mod cli;

use crate::cli::{Command, CLI};
use clap::Parser;
use shorty_shortener::{BatchItem, RandomGenerator, ShortenerService, Storage};
use shorty_storage::{open_storage, StorageSettings, WriterRegistry};
use std::time::Duration;
use tracing::info;
use tracing_subscriber::EnvFilter;

type Service = ShortenerService<dyn Storage, RandomGenerator>;

#[tokio::main]
async fn main() -> anyhow::Result<()> {
    tracing_subscriber::fmt()
        .with_env_filter(
            EnvFilter::try_from_default_env().unwrap_or_else(|_| EnvFilter::new("info")),
        )
        .with_writer(std::io::stderr)
        .init();

    let config = CLI::parse();

    info!(
        file_storage_path = %config.file_storage_path.display(),
        database = config.database_dsn.is_some(),
        base_url = %config.base_url,
        "starting shortener"
    );

    let mut settings = StorageSettings::builder()
        .file_storage_path(config.file_storage_path)
        .flush_interval(Duration::from_secs(config.flush_interval_secs))
        .build();
    settings.database_dsn = config.database_dsn;

    let registry = WriterRegistry::new();
    let storage = open_storage(&settings, &registry).await?;
    let service: Service =
        ShortenerService::new(storage.clone(), RandomGenerator::new(), config.base_url);

    let outcome = run(&service, config.command, &config.user).await;
    storage.close().await?;
    outcome
}

async fn run(service: &Service, command: Command, user: &str) -> anyhow::Result<()> {
    match command {
        Command::Shorten { url } => {
            let shortened = service.shorten(&url, user).await?;
            if shortened.already_existed {
                info!("url was already shortened");
            }
            println!("{}", shortened.short_url);
        }
        Command::Batch { items } => {
            let items: Vec<BatchItem> = items
                .into_iter()
                .map(|(correlation_id, original_url)| BatchItem {
                    correlation_id,
                    original_url,
                })
                .collect();
            for result in service.shorten_batch(&items, user).await? {
                println!("{}\t{}", result.correlation_id, result.short_url);
            }
        }
        Command::Resolve { short_id } => {
            println!("{}", service.resolve(&short_id).await?);
        }
        Command::List => {
            for url in service.user_urls(user).await? {
                println!("{}\t{}", url.short_url, url.original_url);
            }
        }
        Command::Delete { short_ids } => {
            service.delete_user_urls(&short_ids, user).await?;
        }
        Command::Ping => {
            service.ping().await?;
            println!("ok");
        }
        Command::Stats => {
            let stats = service.stats().await?;
            println!("urls: {}\nusers: {}", stats.urls, stats.users);
        }
    }

    Ok(())
}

◇ ◇ ◇ ◇

→ **Exercise brief**:
Nothing in the records may change; write them out again in full.

→ **Result of this task**:
mod cli;

use crate::cli::{Command, CLI};
use clap::Parser;
use shorty_shortener::{BatchItem, RandomGenerator, ShortenerService, Storage};
use shorty_storage::{open_storage, StorageSettings, WriterRegistry};
use std::time::Duration;
use tracing::info;
use tracing_subscriber::EnvFilter;

type Service = ShortenerService<dyn Storage, RandomGenerator>;

#[tokio::main]
async fn main() -> anyhow::Result<()> {
    tracing_subscriber::fmt()
        .with_env_filter(
            EnvFilter::try_from_default_env().unwrap_or_else(|_| EnvFilter::new("info")),
        )
        .with_writer(std::io::stderr)
        .init();

    let config = CLI::parse();

    info!(
        file_storage_path = %config.file_storage_path.display(),
        database = config.database_dsn.is_some(),
        base_url = %config.base_url,
        "starting shortener"
    );

    let mut settings = StorageSettings::builder()
        .file_storage_path(config.file_storage_path)
        .flush_interval(Duration::from_secs(config.flush_interval_secs))
        .build();
    settings.database_dsn = config.database_dsn;

    let registry = WriterRegistry::new();
    let storage = open_storage(&settings, &registry).await?;
    let service: Service =
        ShortenerService::new(storage.clone(), RandomGenerator::new(), config.base_url);

    let outcome = run(&service, config.command, &config.user).await;
    storage.close().await?;
    outcome
}

async fn run(service: &Service, command: Command, user: &str) -> anyhow::Result<()> {
    match command {
        Command::Shorten { url } => {
            let shortened = service.shorten(&url, user).await?;
            if shortened.already_existed {
                info!("url was already shortened");
            }
            println!("{}", shortened.short_url);
        }
        Command::Batch { items } => {
            let items: Vec<BatchItem> = items
                .into_iter()
                .map(|(correlation_id, original_url)| BatchItem {
                    correlation_id,
                    original_url,
                })
                .collect();
            for result in service.shorten_batch(&items, user).await? {
                println!("{}\t{}", result.correlation_id, result.short_url);
            }
        }
        Command::Resolve { short_id } => {
            println!("{}", service.resolve(&short_id).await?);
        }
        Command::List => {
            for url in service.user_urls(user).await? {
                println!("{}\t{}", url.short_url, url.original_url);
            }
        }
        Command::Delete { short_ids } => {
            service.delete_user_urls(&short_ids, user).await?;
        }
        Command::Ping => {
            service.ping().await?;
            println!("ok");
        }
        Command::Stats => {
            let stats = service.stats().await?;
            println!("urls: {}\nusers: {}", stats.urls, stats.users);
        }
    }

    Ok(())
}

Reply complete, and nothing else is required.